* _TRY IT_: Go through the records below and report each line with "reward" in it.
———
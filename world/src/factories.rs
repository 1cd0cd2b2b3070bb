//! Builders that turn configuration entries into live entity records.

use std::f32::consts::TAU;

use nova_defence_core::{
    geometry::grounded, Ability, AbilitySet, AbilitySlot, BehaviorState, Enemy, EnemyConfig,
    EnemyId, Hero, HeroConfig, HeroId, Projectile, ProjectileId, SplitBehavior, Tower,
    TowerConfig, TowerId, TowerSpot, TowerTier, Vec3,
};

/// Distance split offspring are pushed away from the parent's death point.
pub const SPLIT_OFFSET_RADIUS: f32 = 0.5;

/// Builds a fresh enemy at `position`, stamping its behavior timers with `now`.
#[must_use]
pub fn create_enemy(config: &EnemyConfig, id: EnemyId, position: Vec3, now: f32) -> Enemy {
    Enemy {
        id,
        kind: config.kind,
        position,
        rotation: 0.0,
        health: config.max_health,
        max_health: config.max_health,
        speed: config.speed,
        damage: config.damage,
        reward: config.reward,
        path_index: 0,
        path_progress: 0.0,
        is_dead: false,
        reached_end: false,
        behaviors: config.behaviors.clone(),
        state: BehaviorState {
            last_teleport: now,
            last_burrow: now,
            last_trail: now,
            ..BehaviorState::default()
        },
    }
}

/// Builds the `index`-th of `split.count` offspring of a dying enemy.
///
/// Offspring inherit the parent's path position, take a share of the
/// parent's maximum health and never split again.
#[must_use]
pub fn create_split_offspring(
    parent: &Enemy,
    split: &SplitBehavior,
    id: EnemyId,
    index: u32,
    now: f32,
) -> Enemy {
    let angle = TAU * index as f32 / split.count.max(1) as f32;
    let offset = Vec3::new(angle.cos(), 0.0, angle.sin()) * SPLIT_OFFSET_RADIUS;
    let max_health = (parent.max_health * split.health_percent).ceil();
    let reward = (parent.reward as f32 * split.health_percent).ceil() as u32;
    let speed = parent
        .state
        .slow
        .map_or(parent.speed, |slow| slow.original_speed);

    let mut behaviors = parent.behaviors.clone();
    behaviors.split = None;

    Enemy {
        id,
        kind: parent.kind,
        position: parent.position + offset,
        rotation: parent.rotation,
        health: max_health,
        max_health,
        speed,
        damage: parent.damage,
        reward,
        path_index: parent.path_index,
        path_progress: parent.path_progress,
        is_dead: false,
        reached_end: false,
        behaviors,
        state: BehaviorState {
            last_teleport: now,
            last_burrow: now,
            last_trail: now,
            is_mini: true,
            ..BehaviorState::default()
        },
    }
}

/// Builds a tier-1 tower on `spot`.
#[must_use]
pub fn create_tower(config: &TowerConfig, id: TowerId, spot: &TowerSpot) -> Tower {
    Tower {
        id,
        kind: config.kind,
        spot: spot.id,
        position: spot.position,
        rotation: 0.0,
        damage: config.damage,
        range: config.range,
        fire_rate: config.fire_rate,
        projectile_speed: config.projectile_speed,
        splash_radius: config.splash_radius,
        last_fire_time: None,
        target: None,
        tier: TowerTier::One,
        special_effect: None,
        total_invested: config.cost,
    }
}

/// Builds a hero standing at `position` with every ability ready.
#[must_use]
pub fn create_hero(config: &HeroConfig, id: HeroId, position: Vec3) -> Hero {
    let ability = |slot: AbilitySlot| {
        let entry = config.abilities.get(slot);
        Ability {
            name: entry.name.clone(),
            cooldown: entry.cooldown,
            current_cooldown: 0.0,
            params: entry.params,
        }
    };

    Hero {
        id,
        kind: config.kind,
        name: config.name.clone(),
        position: grounded(position),
        rotation: 0.0,
        health: config.max_health,
        max_health: config.max_health,
        speed: config.speed,
        damage: config.damage,
        attack_range: config.attack_range,
        attack_speed: config.attack_speed,
        last_attack_time: None,
        target: None,
        target_position: None,
        is_moving: false,
        abilities: AbilitySet {
            first: ability(AbilitySlot::First),
            second: ability(AbilitySlot::Second),
            ultimate: ability(AbilitySlot::Ultimate),
        },
        fortress: None,
        pending_crit: None,
    }
}

/// Builds a projectile leaving `start` toward the target's current position.
#[must_use]
pub fn create_projectile(
    id: ProjectileId,
    tower: &Tower,
    target: EnemyId,
    start: Vec3,
    aim: Vec3,
) -> Projectile {
    Projectile {
        id,
        source: tower.id,
        target,
        position: start,
        start_position: start,
        target_position: aim,
        progress: 0.0,
        distance_traveled: 0.0,
        damage: tower.damage,
        speed: tower.projectile_speed,
        splash_radius: tower.splash_radius,
    }
}

#[cfg(test)]
mod tests {
    use super::*;
    use nova_defence_core::{Behaviors, EnemyKind, SlowEffect};

    #[test]
    fn offspring_use_base_max_health_and_never_split() {
        let split = SplitBehavior {
            count: 2,
            health_percent: 0.4,
        };
        let mut parent = create_enemy(&blob_config(split), EnemyId::new(1), Vec3::ZERO, 0.0);
        parent.health = 0.0;
        parent.path_index = 2;
        parent.path_progress = 0.3;

        let child = create_split_offspring(&parent, &split, EnemyId::new(2), 0, 5.0);

        assert_eq!(child.max_health, 41.0);
        assert_eq!(child.health, 41.0);
        assert!(child.behaviors.split.is_none());
        assert!(child.state.is_mini);
        assert_eq!((child.path_index, child.path_progress), (2, 0.3));
        assert!((child.position - parent.position).length() > 0.4);
        assert_eq!(child.state.last_teleport, 5.0);
    }

    #[test]
    fn offspring_do_not_inherit_a_slow() {
        let split = SplitBehavior {
            count: 3,
            health_percent: 0.5,
        };
        let mut parent = create_enemy(&blob_config(split), EnemyId::new(1), Vec3::ZERO, 0.0);
        parent.state.slow = Some(SlowEffect {
            original_speed: 2.0,
            remaining: 1.0,
        });
        parent.speed = 1.0;

        let child = create_split_offspring(&parent, &split, EnemyId::new(2), 1, 0.0);
        assert_eq!(child.speed, 2.0);
        assert!(child.state.slow.is_none());
    }

    fn blob_config(split: SplitBehavior) -> EnemyConfig {
        EnemyConfig {
            kind: EnemyKind::Blobbert,
            name: "Blobbert".to_owned(),
            max_health: 101.0,
            speed: 2.0,
            damage: 1,
            reward: 10,
            behaviors: Behaviors {
                split: Some(split),
                ..Behaviors::default()
            },
        }
    }
}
———
* _OUTPUT FOR THIS TASK_:
        reward: config.reward,
    let reward = (parent.reward as f32 * split.health_percent).ceil() as u32;
        reward,
            reward: 10,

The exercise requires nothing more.